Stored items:
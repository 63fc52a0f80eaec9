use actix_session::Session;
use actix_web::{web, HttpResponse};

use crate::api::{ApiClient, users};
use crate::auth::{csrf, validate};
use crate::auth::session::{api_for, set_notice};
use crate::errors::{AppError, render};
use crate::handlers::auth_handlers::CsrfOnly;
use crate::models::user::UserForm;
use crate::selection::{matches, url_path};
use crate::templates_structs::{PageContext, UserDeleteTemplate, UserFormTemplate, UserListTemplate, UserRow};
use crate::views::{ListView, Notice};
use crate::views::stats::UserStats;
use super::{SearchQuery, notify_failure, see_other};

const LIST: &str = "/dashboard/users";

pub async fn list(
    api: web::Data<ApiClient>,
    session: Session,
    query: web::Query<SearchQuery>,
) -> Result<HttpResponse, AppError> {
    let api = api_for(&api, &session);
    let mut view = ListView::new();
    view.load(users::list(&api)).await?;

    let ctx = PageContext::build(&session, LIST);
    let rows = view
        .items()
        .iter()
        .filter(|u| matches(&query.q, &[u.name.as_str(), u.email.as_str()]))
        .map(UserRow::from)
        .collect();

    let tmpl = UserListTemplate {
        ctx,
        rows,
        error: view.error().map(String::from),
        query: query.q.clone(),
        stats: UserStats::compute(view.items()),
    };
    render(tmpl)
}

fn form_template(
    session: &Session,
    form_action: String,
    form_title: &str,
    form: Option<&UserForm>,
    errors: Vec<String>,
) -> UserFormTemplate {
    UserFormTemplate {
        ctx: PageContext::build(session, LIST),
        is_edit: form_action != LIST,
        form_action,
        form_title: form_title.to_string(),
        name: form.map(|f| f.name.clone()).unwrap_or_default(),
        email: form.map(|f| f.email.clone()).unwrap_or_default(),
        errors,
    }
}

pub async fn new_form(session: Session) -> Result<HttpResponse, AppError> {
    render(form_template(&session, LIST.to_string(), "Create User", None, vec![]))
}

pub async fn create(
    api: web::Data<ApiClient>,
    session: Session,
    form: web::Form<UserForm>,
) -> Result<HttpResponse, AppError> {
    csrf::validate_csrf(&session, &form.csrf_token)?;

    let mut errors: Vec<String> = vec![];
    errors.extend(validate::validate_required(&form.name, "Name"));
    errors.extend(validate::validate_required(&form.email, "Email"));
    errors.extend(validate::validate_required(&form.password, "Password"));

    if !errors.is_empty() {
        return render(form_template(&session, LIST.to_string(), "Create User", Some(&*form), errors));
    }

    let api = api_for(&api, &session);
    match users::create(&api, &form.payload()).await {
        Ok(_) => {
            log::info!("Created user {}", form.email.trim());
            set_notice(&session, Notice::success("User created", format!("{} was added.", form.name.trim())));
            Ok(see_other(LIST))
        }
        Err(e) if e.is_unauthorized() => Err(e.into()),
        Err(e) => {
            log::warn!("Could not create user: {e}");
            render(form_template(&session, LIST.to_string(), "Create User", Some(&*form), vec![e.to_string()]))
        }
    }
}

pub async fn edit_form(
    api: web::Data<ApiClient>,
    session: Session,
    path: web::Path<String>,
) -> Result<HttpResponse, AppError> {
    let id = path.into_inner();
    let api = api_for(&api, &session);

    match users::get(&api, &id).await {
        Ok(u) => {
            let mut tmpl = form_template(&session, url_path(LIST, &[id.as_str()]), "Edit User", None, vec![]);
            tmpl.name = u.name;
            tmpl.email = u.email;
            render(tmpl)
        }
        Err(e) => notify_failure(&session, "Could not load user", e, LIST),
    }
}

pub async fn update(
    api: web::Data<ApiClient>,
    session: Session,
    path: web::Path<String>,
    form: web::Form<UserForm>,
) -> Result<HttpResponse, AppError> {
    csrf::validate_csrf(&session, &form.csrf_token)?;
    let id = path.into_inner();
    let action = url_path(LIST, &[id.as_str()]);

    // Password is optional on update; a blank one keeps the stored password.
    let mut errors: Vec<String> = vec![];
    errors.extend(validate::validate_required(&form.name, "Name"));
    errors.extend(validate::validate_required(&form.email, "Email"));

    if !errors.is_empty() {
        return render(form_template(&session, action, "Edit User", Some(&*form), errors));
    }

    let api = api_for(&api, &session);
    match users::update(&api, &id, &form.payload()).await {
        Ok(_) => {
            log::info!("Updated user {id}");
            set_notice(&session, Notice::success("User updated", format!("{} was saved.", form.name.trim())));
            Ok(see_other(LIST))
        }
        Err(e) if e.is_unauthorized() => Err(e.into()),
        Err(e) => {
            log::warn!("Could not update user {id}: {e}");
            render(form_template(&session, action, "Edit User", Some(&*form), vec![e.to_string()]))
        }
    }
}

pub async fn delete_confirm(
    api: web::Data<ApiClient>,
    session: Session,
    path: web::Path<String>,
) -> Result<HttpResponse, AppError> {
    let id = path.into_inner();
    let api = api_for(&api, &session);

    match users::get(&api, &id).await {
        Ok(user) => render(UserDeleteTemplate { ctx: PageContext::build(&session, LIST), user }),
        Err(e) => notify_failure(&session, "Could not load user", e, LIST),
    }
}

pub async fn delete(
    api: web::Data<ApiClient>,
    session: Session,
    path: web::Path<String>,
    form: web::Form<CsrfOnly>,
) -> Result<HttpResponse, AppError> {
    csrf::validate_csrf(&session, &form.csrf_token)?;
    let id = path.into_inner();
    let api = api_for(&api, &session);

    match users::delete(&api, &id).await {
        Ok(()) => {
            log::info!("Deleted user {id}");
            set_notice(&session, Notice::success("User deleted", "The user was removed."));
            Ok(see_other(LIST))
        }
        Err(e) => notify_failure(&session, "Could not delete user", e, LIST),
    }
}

==

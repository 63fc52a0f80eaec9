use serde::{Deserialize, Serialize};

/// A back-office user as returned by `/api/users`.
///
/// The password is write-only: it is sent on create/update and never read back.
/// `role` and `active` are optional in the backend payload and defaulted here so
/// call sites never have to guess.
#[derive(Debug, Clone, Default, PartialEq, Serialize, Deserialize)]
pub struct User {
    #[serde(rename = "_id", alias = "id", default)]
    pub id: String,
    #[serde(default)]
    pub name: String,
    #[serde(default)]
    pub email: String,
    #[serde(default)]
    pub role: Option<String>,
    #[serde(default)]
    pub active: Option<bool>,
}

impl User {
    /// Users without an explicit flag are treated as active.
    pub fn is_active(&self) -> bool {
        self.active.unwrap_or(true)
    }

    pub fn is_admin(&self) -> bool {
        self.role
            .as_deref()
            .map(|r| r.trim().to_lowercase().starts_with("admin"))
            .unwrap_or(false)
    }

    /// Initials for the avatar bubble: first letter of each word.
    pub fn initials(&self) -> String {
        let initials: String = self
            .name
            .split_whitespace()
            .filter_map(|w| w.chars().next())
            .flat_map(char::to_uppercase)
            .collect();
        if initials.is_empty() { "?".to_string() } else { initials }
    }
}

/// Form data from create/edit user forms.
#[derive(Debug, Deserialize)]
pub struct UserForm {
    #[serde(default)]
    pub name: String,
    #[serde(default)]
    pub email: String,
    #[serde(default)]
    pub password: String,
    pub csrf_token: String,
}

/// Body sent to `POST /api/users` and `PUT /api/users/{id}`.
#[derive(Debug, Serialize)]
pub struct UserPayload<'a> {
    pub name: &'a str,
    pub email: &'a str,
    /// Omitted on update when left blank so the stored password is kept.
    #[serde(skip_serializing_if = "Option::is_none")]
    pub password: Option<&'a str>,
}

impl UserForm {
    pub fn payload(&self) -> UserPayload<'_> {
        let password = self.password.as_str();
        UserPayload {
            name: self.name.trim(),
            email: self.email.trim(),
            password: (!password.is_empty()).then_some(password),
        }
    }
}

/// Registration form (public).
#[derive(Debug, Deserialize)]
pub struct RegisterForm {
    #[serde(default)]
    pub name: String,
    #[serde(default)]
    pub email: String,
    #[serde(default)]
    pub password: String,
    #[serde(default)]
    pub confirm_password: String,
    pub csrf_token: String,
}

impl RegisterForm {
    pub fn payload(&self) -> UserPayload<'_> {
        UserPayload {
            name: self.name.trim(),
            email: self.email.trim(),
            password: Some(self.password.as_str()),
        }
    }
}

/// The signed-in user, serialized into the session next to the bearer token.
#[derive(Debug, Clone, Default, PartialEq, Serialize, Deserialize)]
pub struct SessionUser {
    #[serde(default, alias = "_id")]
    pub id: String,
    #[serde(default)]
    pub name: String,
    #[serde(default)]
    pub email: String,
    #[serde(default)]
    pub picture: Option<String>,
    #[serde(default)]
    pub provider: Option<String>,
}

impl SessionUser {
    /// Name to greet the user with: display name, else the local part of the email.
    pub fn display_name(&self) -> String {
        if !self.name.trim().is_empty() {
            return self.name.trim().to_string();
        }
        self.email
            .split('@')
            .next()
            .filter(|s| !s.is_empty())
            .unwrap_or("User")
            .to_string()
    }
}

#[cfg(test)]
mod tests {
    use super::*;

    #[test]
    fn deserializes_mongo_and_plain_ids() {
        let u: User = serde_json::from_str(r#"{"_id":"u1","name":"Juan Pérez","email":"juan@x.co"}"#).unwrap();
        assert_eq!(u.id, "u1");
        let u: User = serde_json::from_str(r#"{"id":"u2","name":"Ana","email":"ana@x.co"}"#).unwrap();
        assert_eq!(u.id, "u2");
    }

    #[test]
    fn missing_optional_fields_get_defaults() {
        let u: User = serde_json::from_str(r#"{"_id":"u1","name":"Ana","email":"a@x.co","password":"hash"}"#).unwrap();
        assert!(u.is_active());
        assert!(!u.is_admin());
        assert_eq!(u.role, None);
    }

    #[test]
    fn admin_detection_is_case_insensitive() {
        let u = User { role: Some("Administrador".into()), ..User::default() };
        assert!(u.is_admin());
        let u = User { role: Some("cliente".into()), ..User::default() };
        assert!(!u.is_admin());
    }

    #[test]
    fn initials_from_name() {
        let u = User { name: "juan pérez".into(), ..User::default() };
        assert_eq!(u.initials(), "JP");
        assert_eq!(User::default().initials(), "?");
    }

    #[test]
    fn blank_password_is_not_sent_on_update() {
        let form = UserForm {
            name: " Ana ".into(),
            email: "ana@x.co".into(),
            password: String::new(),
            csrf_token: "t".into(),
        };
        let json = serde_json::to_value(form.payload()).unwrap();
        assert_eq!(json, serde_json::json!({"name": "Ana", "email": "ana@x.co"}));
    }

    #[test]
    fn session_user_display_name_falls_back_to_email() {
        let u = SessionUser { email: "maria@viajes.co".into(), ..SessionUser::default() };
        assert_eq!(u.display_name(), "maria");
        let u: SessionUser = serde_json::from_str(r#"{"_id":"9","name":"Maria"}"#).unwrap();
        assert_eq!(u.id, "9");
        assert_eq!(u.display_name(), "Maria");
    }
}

■ PROBLEM
Within the data, how many lines hold the word "tmpl"? State only that number.

■ ANSWER TO THIS EXERCISE
6